The study was sponsored by the National Eye Institute,
part of the National Institutes of Health. Several years ago, before
Eylea reached the market, the institute sponsored a similar study
comparing Lucentis and Avastin as a treatment for a different eye
disease that also involves leaky blood vessels, the wet form of
age-related macular degeneration.
That study showed that the two drugs were roughly equivalent, helping legitimize the off-label use of Avastin, which saves Medicare
at least $1 billion a year. For macular degeneration, the dose of
Lucentis is higher than for diabetic macular edema, costing about $2,000
per injection.
But
there might not be as much savings from this new study, which involved
660 adults. After one year, those randomly chosen to be treated with
Eylea had an average improvement of 13.3 letters on an eye chart,
compared with 11.2 for Lucentis and 9.7 for Avastin.
For
about half the patients, those with vision of 20/40 or better at the
start of the study, all the drugs provided an average gain in vision of
about 8 letters.
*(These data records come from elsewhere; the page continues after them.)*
//! Field-side destination names of the form `<boundary>.<quantity>`.

use std::fmt;
use std::str::FromStr;

use serde::{Deserialize, Serialize};

use crate::error::{ExchangeError, ExchangeResult};

/// Boundary quantity a model value can drive.
#[derive(Clone, Copy, Debug, PartialEq, Eq, Hash, Serialize, Deserialize)]
#[serde(rename_all = "snake_case")]
pub enum Quantity {
    Velocity,
    Temperature,
    MassFlow,
}

impl Quantity {
    pub fn suffix(self) -> &'static str {
        match self {
            Quantity::Velocity => "v",
            Quantity::Temperature => "T",
            Quantity::MassFlow => "m_flow",
        }
    }
}

impl FromStr for Quantity {
    type Err = ();

    fn from_str(s: &str) -> Result<Self, Self::Err> {
        match s {
            "v" => Ok(Quantity::Velocity),
            "T" => Ok(Quantity::Temperature),
            "m_flow" | "m" => Ok(Quantity::MassFlow),
            _ => Err(()),
        }
    }
}

/// Parsed model→field destination, e.g. `inlet.v` or `wall-floor.T`.
#[derive(Clone, Debug, PartialEq, Eq, Hash)]
pub struct FieldTarget {
    pub boundary: String,
    pub quantity: Quantity,
}

impl FieldTarget {
    /// Split on the last `.`; boundary names may themselves contain dots.
    pub fn parse(name: &str) -> ExchangeResult<Self> {
        let invalid = || ExchangeError::Target {
            name: name.to_string(),
        };
        let (boundary, suffix) = name.rsplit_once('.').ok_or_else(invalid)?;
        if boundary.is_empty() {
            return Err(invalid());
        }
        let quantity = suffix.parse().map_err(|_| invalid())?;
        Ok(Self {
            boundary: boundary.to_string(),
            quantity,
        })
    }
}

impl fmt::Display for FieldTarget {
    fn fmt(&self, f: &mut fmt::Formatter<'_>) -> fmt::Result {
        write!(f, "{}.{}", self.boundary, self.quantity.suffix())
    }
}

#[cfg(test)]
mod tests {
    use super::*;

    #[test]
    fn parses_boundary_and_quantity() {
        let t = FieldTarget::parse("inlet.v").unwrap();
        assert_eq!(t.boundary, "inlet");
        assert_eq!(t.quantity, Quantity::Velocity);

        let t = FieldTarget::parse("zone.a.outlet.m").unwrap();
        assert_eq!(t.boundary, "zone.a.outlet");
        assert_eq!(t.quantity, Quantity::MassFlow);
        assert_eq!(t.to_string(), "zone.a.outlet.m_flow");
    }

    #[test]
    fn rejects_unknown_suffix_and_bare_names() {
        assert!(FieldTarget::parse("inlet.p").is_err());
        assert!(FieldTarget::parse("inlet").is_err());
        assert!(FieldTarget::parse(".T").is_err());
    }
}
//! cs-results: run recording, CSV/plot export and the run store.

pub mod csv;
pub mod hash;
pub mod plot;
pub mod recorder;
pub mod store;
pub mod types;

pub use hash::compute_run_id;
pub use recorder::{ExchangeRecord, ResultRecorder, SeriesSpec};
pub use store::RunStore;
pub use types::*;

use cs_core::FailureClass;

pub type ResultsResult<T> = Result<T, ResultsError>;

#[derive(thiserror::Error, Debug)]
pub enum ResultsError {
    #[error("I/O error: {0}")]
    Io(#[from] std::io::Error),

    #[error("JSON error: {0}")]
    Json(#[from] serde_json::Error),

    #[error("Run not found: {run_id}")]
    RunNotFound { run_id: String },

    #[error("Invalid path: {message}")]
    InvalidPath { message: String },

    #[error("Sample has {got} values but {expected} observables are recorded")]
    SampleWidth { expected: usize, got: usize },

    #[error("Plot error: {message}")]
    Plot { message: String },
}

impl ResultsError {
    pub fn class(&self) -> FailureClass {
        match self {
            ResultsError::RunNotFound { .. } | ResultsError::InvalidPath { .. } => {
                FailureClass::Load
            }
            ResultsError::Io(_)
            | ResultsError::Json(_)
            | ResultsError::SampleWidth { .. }
            | ResultsError::Plot { .. } => FailureClass::Internal,
        }
    }
}
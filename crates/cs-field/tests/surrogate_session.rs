//! Integration test: a full field session against the well-mixed surrogate.

use std::path::PathBuf;

use cs_exchange::{ExchangePayload, FieldValue};
use cs_field::{
    BoundaryKind, BoundarySpec, FieldSolverSession, PressureMode, ReportQuery, WellMixedConsole,
    WellMixedParams,
};

fn work_dir(name: &str) -> PathBuf {
    let dir = std::env::temp_dir().join(format!("cs_field_it_{}_{name}", std::process::id()));
    std::fs::create_dir_all(&dir).unwrap();
    dir
}

fn room_session(name: &str, mode: PressureMode) -> FieldSolverSession<WellMixedConsole> {
    let params = WellMixedParams {
        zone: "cell-fuild".to_string(),
        ..WellMixedParams::default()
    };
    FieldSolverSession::new(
        WellMixedConsole::new(params, work_dir(name)),
        mode,
        vec![
            BoundarySpec::new("inlet", BoundaryKind::Inlet),
            BoundarySpec::new("outlet", BoundaryKind::Outlet),
            BoundarySpec::new("wall-floor", BoundaryKind::Wall),
            BoundarySpec::new("wall-front", BoundaryKind::Wall).with_temperature(289.0),
        ],
    )
    .with_run_tag("it")
}

#[test]
fn exchange_cycle_produces_all_four_reports() {
    let mut session = room_session("cycle", PressureMode::Normal);
    let case = session.working_dir().join("room.msh");
    std::fs::write(&case, "mesh").unwrap();
    let check = session.read_case(&case).unwrap();
    assert!(std::fs::read_to_string(check).unwrap().contains("cell-fuild"));

    let mut payload = ExchangePayload::new();
    payload.insert("inlet.v", 0.4);
    payload.insert("inlet.T", 299.0);
    payload.insert("wall-floor.T", 293.0);
    session.apply_boundaries(&payload).unwrap();
    session.initialize_fields().unwrap();
    session.solve(100).unwrap();

    let temperature = ReportQuery::VolumeMassAverage {
        zone: "cell-fuild".into(),
        quantity: "temperature".into(),
    };
    let FieldValue::Scalar(t_room) = session.query(&temperature).unwrap() else {
        panic!("expected scalar");
    };
    assert!(t_room > 289.0 && t_room < 299.0, "{t_room}");

    let mass_flow = ReportQuery::SurfaceMassFlow {
        surface: "outlet*".into(),
    };
    let m = session.query_scalar(&mass_flow, "outlet").unwrap();
    assert!((m + 1.2 * 0.4 * 0.04).abs() < 1e-9, "{m}");

    let pressure = ReportQuery::AreaWeightedAverage {
        surface: "inlet".into(),
        quantity: "pressure".into(),
    };
    assert!(matches!(session.query(&pressure).unwrap(), FieldValue::Scalar(p) if p > 0.0));

    let fluxes = ReportQuery::HeatTransfer {
        boundaries: vec!["inlet".into(), "wall-floor".into(), "wall-front".into()],
    };
    let FieldValue::PerBoundary(values) = session.query(&fluxes).unwrap() else {
        panic!("expected per-boundary values");
    };
    assert_eq!(values.len(), 3);
    assert!(values[0].1 > 0.0, "supply air is warmer than the room");

    assert!(session.working_dir().join("simuT_it_1.txt").exists());
}

#[test]
fn snapshot_moves_to_room_directory() {
    let mut session = room_session("snapshot", PressureMode::Negative);
    let mut payload = ExchangePayload::new();
    payload.insert("inlet.T", 296.0);
    payload.insert("outlet.m_flow", 0.02);
    payload.insert("wall-floor.T", 291.0);
    session.apply_boundaries(&payload).unwrap();
    session.initialize_fields().unwrap();
    session.solve(10).unwrap();

    let room = session.working_dir().join("room1");
    session
        .export_case_and_data(&room.join("test.cas"), &room.join("test.dat"))
        .unwrap();
    assert!(room.join("test.cas").exists());
    assert!(room.join("test.dat").exists());
    assert!(!session.working_dir().join("checkpoint.cas").exists());
}

#[test]
fn missing_boundary_value_fails_the_exchange() {
    let mut session = room_session("missing", PressureMode::Negative);
    let mut payload = ExchangePayload::new();
    payload.insert("inlet.T", 296.0);
    payload.insert("wall-floor.T", 291.0);
    let err = session.apply_boundaries(&payload).unwrap_err();
    assert!(err.to_string().contains("outlet"), "{err}");
    assert!(session.status().starts_with("Set Error"));
}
But for the other half, with 20/50 or worse eyesight to
start, the average improvement was 18.9 letters for Eylea compared with
14.2 for Lucentis and 11.8 for Avastin.
Among
these patients with worse vision, 67 percent in the Eylea group had an
improvement of at least 15 letters, or three lines on an eye chart, a
level experts say is clearly meaningful. Only 50 percent of those
treated with Lucentis and 41 percent treated with Avastin gained that
much vision.
The
study did find that patients getting Eylea needed slightly fewer
injections and less of a backup treatment using lasers. That could help
offset the higher cost per dose of Eylea.